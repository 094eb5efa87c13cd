//! Parsing of `git clean` output.

/// Line prefix of `git clean -n` (dry run).
pub const DRY_RUN_PREFIX: &str = "Would remove ";

/// Line prefix of `git clean -f`.
pub const REMOVED_PREFIX: &str = "Removing ";

/// Extract the paths from `git clean` output lines starting with `prefix`.
pub fn parse_clean_output(output: &str, prefix: &str) -> Vec<String> {
    output
        .lines()
        .filter_map(|line| line.strip_prefix(prefix))
        .map(str::trim)
        .filter(|path| !path.is_empty())
        .map(str::to_string)
        .collect()
}
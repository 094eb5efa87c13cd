pub mod git;
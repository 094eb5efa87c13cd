//! In-memory stand-ins for the git runner and the UI.

use std::cell::RefCell;
use std::collections::VecDeque;
use std::path::{Path, PathBuf};

use crate::infra::git::{CommandOutput, GitError, GitRunner};
use crate::shared::ui::{Notification, Ui};

type Response = Result<CommandOutput, (i32, String)>;

/// A recorded `git` invocation.
#[derive(Debug, Clone, PartialEq, Eq)]
pub struct Call {
    pub args: Vec<String>,
    pub cwd: PathBuf,
}

/// A `GitRunner` that answers from a script instead of spawning git.
///
/// Responses registered for the same argv are consumed in order; the last one
/// is repeated for any further calls. Unscripted commands fail with exit 1.
#[derive(Default)]
pub struct ScriptedRunner {
    script: RefCell<Vec<(Vec<String>, VecDeque<Response>)>>,
    calls: RefCell<Vec<Call>>,
}

impl ScriptedRunner {
    pub fn new() -> Self {
        Self::default()
    }

    /// Answer `git <args>` with `stdout`.
    pub fn on(self, args: &[&str], stdout: &str) -> Self {
        self.push(args, Ok(CommandOutput::new(stdout)))
    }

    /// Answer `git <args>` with a non-zero exit and `stderr`.
    pub fn fail(self, args: &[&str], stderr: &str) -> Self {
        self.push(args, Err((1, stderr.to_string())))
    }

    fn push(self, args: &[&str], response: Response) -> Self {
        let key: Vec<String> = args.iter().map(|s| s.to_string()).collect();
        {
            let mut script = self.script.borrow_mut();
            match script.iter_mut().find(|(k, _)| *k == key) {
                Some((_, queue)) => queue.push_back(response),
                None => script.push((key, VecDeque::from([response]))),
            }
        }
        self
    }

    /// All invocations so far, in order.
    pub fn calls(&self) -> Vec<Call> {
        self.calls.borrow().clone()
    }

    /// Whether any invocation started with `prefix`.
    pub fn was_called(&self, prefix: &[&str]) -> bool {
        self.calls.borrow().iter().any(|call| {
            call.args.len() >= prefix.len() && call.args.iter().zip(prefix).all(|(a, p)| a == p)
        })
    }
}

impl GitRunner for ScriptedRunner {
    async fn run(&self, args: &[&str], cwd: &Path) -> Result<CommandOutput, GitError> {
        let key: Vec<String> = args.iter().map(|s| s.to_string()).collect();
        self.calls.borrow_mut().push(Call {
            args: key.clone(),
            cwd: cwd.to_path_buf(),
        });

        let response = {
            let mut script = self.script.borrow_mut();
            script
                .iter_mut()
                .find(|(k, _)| *k == key)
                .and_then(|(_, queue)| {
                    if queue.len() > 1 {
                        queue.pop_front()
                    } else {
                        queue.front().cloned()
                    }
                })
        };

        match response {
            Some(Ok(output)) => Ok(output),
            Some(Err((code, stderr))) => Err(GitError::Process {
                message: format!("`git {}` failed", args.join(" ")),
                exit_code: Some(code),
                stderr: Some(stderr),
            }),
            None => Err(GitError::Process {
                message: format!("unscripted command: git {}", args.join(" ")),
                exit_code: Some(1),
                stderr: None,
            }),
        }
    }
}

/// A prompt shown through [`RecordingUi`].
#[derive(Debug, Clone, PartialEq, Eq)]
pub enum Prompt {
    Pick { title: String, items: Vec<String> },
    Choose { message: String, buttons: Vec<String> },
}

/// A `Ui` that replays scripted answers and records everything shown.
///
/// Prompts without a scripted answer are dismissed (`None`).
#[derive(Default)]
pub struct RecordingUi {
    picks: RefCell<VecDeque<Option<String>>>,
    choices: RefCell<VecDeque<Option<usize>>>,
    prompts: RefCell<Vec<Prompt>>,
    notifications: RefCell<Vec<Notification>>,
    lists: RefCell<Vec<Vec<String>>>,
}

impl RecordingUi {
    pub fn new() -> Self {
        Self::default()
    }

    /// Answer the next pick prompt with `item`.
    pub fn pick_answer(self, item: &str) -> Self {
        self.picks.borrow_mut().push_back(Some(item.to_string()));
        self
    }

    /// Answer the next dialog with the button at `index`.
    pub fn choose_answer(self, index: usize) -> Self {
        self.choices.borrow_mut().push_back(Some(index));
        self
    }

    /// Dismiss the next dialog.
    pub fn choose_dismiss(self) -> Self {
        self.choices.borrow_mut().push_back(None);
        self
    }

    pub fn prompts(&self) -> Vec<Prompt> {
        self.prompts.borrow().clone()
    }

    pub fn dialogs(&self) -> Vec<String> {
        self.prompts
            .borrow()
            .iter()
            .filter_map(|p| match p {
                Prompt::Choose { message, .. } => Some(message.clone()),
                Prompt::Pick { .. } => None,
            })
            .collect()
    }

    pub fn notifications(&self) -> Vec<Notification> {
        self.notifications.borrow().clone()
    }

    /// The single notification shown, panicking if there was not exactly one.
    pub fn only_notification(&self) -> Notification {
        let notifications = self.notifications.borrow();
        assert_eq!(
            notifications.len(),
            1,
            "expected one notification, got {notifications:?}"
        );
        notifications[0].clone()
    }

    pub fn lists(&self) -> Vec<Vec<String>> {
        self.lists.borrow().clone()
    }
}

impl Ui for RecordingUi {
    fn pick(&self, title: &str, items: &[String]) -> anyhow::Result<Option<String>> {
        self.prompts.borrow_mut().push(Prompt::Pick {
            title: title.to_string(),
            items: items.to_vec(),
        });
        Ok(self.picks.borrow_mut().pop_front().flatten())
    }

    fn choose(&self, message: &str, buttons: &[&str]) -> anyhow::Result<Option<usize>> {
        self.prompts.borrow_mut().push(Prompt::Choose {
            message: message.to_string(),
            buttons: buttons.iter().map(|b| b.to_string()).collect(),
        });
        Ok(self.choices.borrow_mut().pop_front().flatten())
    }

    fn show_list(&self, _title: &str, items: &[String]) {
        self.lists.borrow_mut().push(items.to_vec());
    }

    fn notify(&self, notification: &Notification) {
        self.notifications.borrow_mut().push(notification.clone());
    }
}
mod cli;
mod commands;
mod infra;
mod shared;

use std::path::PathBuf;
use std::process::ExitCode;

use clap::{CommandFactory, Parser};
use cli::{Cli, Commands, GlobalArgs};
use commands::{CommandContext, run_action};
use infra::git::{LocateHints, RealGitRunner};
use shared::config::load_config;
use shared::env_var::EnvVars;
use shared::logging::{self, OutputLog};
use shared::ui::{Notification, TerminalUi, Ui};

#[tokio::main(flavor = "current_thread")]
async fn main() -> ExitCode {
    let Cli { global, command } = Cli::parse();
    let env = EnvVars::load();
    let (output_log, _log_guard) = logging::init(&env, global.verbose);

    match run(global, command, env, output_log).await {
        Ok(code) => code,
        Err(e) => {
            tracing::error!("{e:#}");
            eprintln!("Error: {e:#}");
            ExitCode::FAILURE
        }
    }
}

async fn run(
    global: GlobalArgs,
    command: Commands,
    env: EnvVars,
    output_log: OutputLog,
) -> anyhow::Result<ExitCode> {
    let action = match command {
        Commands::Config(cmd) => {
            cmd.run()?;
            return Ok(ExitCode::SUCCESS);
        }
        Commands::Completions { shell } => {
            clap_complete::generate(shell, &mut Cli::command(), "gn", &mut std::io::stdout());
            return Ok(ExitCode::SUCCESS);
        }
        other => other.into_action(),
    };

    let config = load_config()?;
    let ui = TerminalUi::new(output_log)
        .assume_yes(global.yes)
        .with_desktop(config.notification.desktop);

    let action = match action {
        Some(Ok(action)) => action,
        Some(Err(e)) => {
            tracing::error!("{e}");
            ui.notify(&Notification::error(e.to_string()));
            return Ok(ExitCode::FAILURE);
        }
        None => return Ok(ExitCode::SUCCESS),
    };

    let cwd = std::env::current_dir()?;
    let workspace_folders = if global.workspaces.is_empty() {
        vec![cwd.clone()]
    } else {
        global.workspaces
    };
    let ctx = CommandContext {
        runner: RealGitRunner,
        ui,
        config,
        hints: LocateHints {
            scm_root: env.repo_root.map(PathBuf::from),
            active_document: global.active_file,
            workspace_folders,
        },
        cwd,
    };

    Ok(run_action(&ctx, action).await.exit_code())
}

☆ ☆ ☆

▸ **What you are asked to do**
Count up the lines of the listing in which the word "next" occurs, then state that number by itself.

▸ **Output below**
3